Marjorie Dufton was an aviation pioneer and an inspiration to many. Photo Credit: The Dufton Family
by Emily Carney
Forever is composed of nows. – Emily Dickinson
I knew of Marjorie Dufton’s story well before her passing, years before the Ascension Flight. She was a titan among the early women aviators. Born on February 28, 1928, she earned her pilot’s license as a teenager, and her skill led to her becoming the youngest flight instructor in the United States. She competed in the Powder Puff Derby, a transcontinental, all-women’s air race inaugurated in 1947. She and her husband Ted, both flight instructors, moved to Arizona, where they established a successful crop-dusting business and had a son, Michael. During that time, the United States’ human spaceflight program began. The newly created NASA had recently selected seven men to its astronaut corps for its Mercury program, a one-person spacecraft that would eventually test America’s capabilities in low Earth orbit.

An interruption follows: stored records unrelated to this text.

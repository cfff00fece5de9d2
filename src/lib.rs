// Copyright (c) 2025 Varshith Gudur. Licensed under AGPLv3.

//! cyberspace-kernel: deterministic movement proofs and hash-linked hop chains
//! over a 3-axis, 256-bit-per-axis coordinate space.
//!
//! Everything in this crate is pure: no file I/O, no clocks, no randomness.
//! Storage and planning live in `cyberspace-chain`.

pub mod config;
pub mod error;
pub mod types;
pub mod cantor;
pub mod axis;
pub mod movement;
pub mod event;
pub mod replay;
pub mod toward;

pub use error::{KernelError, Result};
pub use types::{Axis, AxisDelta, Coordinate, Delta, Digest, Scalar};

#[cfg(test)]
pub mod tests;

However, NASA excluded women from its astronaut program, citing women pilots’ lack of jet aircraft and test piloting experience (even though several women pilots had spent hours flying jets). Determined to prove that women were intellectually and physically capable of flying in space, Dr. Randolph Lovelace – who ran the clinic that gave the male Mercury astronauts examinations – began testing women pilots. Thirteen of those women passed these tests and earned the nickname the “Mercury 13.” Jacqueline Cochran, the blonde, glamorous Florida firecracker who became the first woman to break the sound barrier in 1953, also supported what became known as the Woman in Space Program.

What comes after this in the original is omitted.